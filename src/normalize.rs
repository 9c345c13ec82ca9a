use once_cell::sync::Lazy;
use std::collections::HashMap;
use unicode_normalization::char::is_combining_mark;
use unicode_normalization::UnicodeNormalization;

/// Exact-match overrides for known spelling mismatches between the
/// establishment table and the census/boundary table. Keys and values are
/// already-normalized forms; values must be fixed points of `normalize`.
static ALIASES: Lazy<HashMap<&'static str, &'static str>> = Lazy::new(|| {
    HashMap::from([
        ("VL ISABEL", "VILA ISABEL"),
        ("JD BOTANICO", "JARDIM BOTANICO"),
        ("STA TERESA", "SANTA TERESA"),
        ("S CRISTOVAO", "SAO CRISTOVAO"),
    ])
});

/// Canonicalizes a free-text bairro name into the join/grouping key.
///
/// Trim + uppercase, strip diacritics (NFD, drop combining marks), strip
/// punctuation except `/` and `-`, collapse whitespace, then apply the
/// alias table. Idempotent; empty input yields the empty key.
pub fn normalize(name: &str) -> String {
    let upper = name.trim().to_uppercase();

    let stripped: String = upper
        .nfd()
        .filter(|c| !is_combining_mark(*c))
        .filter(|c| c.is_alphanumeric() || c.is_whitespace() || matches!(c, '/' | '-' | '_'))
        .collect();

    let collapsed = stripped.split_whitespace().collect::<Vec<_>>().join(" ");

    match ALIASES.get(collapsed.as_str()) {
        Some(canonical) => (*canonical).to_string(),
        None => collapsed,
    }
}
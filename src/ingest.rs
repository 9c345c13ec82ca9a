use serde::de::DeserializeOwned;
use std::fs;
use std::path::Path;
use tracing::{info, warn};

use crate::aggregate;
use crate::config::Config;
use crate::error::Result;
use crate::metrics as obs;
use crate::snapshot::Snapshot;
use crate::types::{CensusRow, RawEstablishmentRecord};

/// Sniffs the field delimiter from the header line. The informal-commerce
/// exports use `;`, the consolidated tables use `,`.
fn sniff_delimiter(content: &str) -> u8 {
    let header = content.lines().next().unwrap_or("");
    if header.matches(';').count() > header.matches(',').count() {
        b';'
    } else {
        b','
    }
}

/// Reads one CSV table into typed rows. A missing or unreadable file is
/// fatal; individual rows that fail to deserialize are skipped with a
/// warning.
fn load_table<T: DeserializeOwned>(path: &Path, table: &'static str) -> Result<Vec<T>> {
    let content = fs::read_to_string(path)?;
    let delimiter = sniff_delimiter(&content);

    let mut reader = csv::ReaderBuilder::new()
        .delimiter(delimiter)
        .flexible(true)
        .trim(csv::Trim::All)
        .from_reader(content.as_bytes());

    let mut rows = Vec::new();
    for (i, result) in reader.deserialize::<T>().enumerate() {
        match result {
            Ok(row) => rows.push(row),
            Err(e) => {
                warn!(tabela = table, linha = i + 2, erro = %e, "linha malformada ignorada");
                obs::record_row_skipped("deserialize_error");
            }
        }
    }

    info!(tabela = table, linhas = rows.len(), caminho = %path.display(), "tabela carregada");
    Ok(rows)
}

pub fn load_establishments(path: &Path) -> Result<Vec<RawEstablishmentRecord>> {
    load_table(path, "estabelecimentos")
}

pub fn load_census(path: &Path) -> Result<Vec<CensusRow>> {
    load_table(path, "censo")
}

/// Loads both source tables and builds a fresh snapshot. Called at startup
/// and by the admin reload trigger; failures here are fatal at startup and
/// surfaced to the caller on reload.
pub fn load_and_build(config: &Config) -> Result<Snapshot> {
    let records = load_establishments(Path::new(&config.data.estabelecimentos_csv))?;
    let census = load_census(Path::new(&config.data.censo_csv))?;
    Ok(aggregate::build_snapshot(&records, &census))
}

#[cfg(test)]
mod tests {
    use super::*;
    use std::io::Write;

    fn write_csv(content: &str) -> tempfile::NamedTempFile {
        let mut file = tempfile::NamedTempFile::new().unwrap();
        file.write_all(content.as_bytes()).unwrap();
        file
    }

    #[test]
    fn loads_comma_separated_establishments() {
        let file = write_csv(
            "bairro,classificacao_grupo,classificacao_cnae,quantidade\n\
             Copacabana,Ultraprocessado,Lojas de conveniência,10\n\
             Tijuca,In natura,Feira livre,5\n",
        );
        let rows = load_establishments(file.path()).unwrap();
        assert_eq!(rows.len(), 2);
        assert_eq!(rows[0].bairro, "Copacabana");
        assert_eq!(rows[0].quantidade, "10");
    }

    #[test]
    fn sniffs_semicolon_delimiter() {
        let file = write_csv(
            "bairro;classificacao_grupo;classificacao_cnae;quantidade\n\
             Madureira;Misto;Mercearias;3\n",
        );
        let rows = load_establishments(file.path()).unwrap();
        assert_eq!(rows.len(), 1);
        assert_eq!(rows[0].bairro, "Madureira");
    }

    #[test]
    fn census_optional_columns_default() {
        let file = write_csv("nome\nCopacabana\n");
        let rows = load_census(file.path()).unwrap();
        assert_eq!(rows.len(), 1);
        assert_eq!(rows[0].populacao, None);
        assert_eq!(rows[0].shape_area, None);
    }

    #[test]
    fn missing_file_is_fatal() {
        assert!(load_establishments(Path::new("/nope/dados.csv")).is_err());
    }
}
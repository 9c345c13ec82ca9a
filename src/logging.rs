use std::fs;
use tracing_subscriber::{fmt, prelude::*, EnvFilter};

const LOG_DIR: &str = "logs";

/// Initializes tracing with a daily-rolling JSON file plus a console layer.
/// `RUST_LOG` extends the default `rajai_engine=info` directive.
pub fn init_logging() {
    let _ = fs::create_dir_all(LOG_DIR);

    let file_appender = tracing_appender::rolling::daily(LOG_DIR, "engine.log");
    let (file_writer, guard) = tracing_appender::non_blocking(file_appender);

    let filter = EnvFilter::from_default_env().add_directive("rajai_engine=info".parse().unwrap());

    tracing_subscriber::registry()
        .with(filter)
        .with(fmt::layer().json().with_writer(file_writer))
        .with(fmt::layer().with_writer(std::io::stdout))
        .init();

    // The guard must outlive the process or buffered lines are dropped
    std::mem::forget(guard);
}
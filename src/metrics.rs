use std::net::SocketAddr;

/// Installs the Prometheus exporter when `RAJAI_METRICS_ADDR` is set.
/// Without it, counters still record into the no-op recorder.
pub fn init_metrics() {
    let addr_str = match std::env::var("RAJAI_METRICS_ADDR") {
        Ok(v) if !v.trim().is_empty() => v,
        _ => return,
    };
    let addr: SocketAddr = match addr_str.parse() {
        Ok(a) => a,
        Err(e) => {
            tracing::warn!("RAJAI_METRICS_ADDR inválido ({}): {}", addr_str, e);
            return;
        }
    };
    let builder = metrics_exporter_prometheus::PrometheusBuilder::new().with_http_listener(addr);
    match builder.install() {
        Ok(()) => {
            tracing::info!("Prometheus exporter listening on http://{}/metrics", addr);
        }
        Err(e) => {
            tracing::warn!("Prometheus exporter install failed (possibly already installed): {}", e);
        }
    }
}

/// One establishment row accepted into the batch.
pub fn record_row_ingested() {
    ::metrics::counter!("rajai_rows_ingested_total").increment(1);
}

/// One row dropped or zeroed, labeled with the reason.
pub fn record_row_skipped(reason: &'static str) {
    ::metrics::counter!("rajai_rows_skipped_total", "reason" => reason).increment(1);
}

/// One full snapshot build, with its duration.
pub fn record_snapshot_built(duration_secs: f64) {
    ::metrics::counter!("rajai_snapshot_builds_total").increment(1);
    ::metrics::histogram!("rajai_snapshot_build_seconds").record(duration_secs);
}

- **WHAT THE EXERCISE ASKS**: The answer should consist of every line above in which "filename" appears.

- **OUTPUT OF THE EXERCISE**:
filename src/normalize.rs
filename src/ingest.rs
filename src/logging.rs
filename src/metrics.rs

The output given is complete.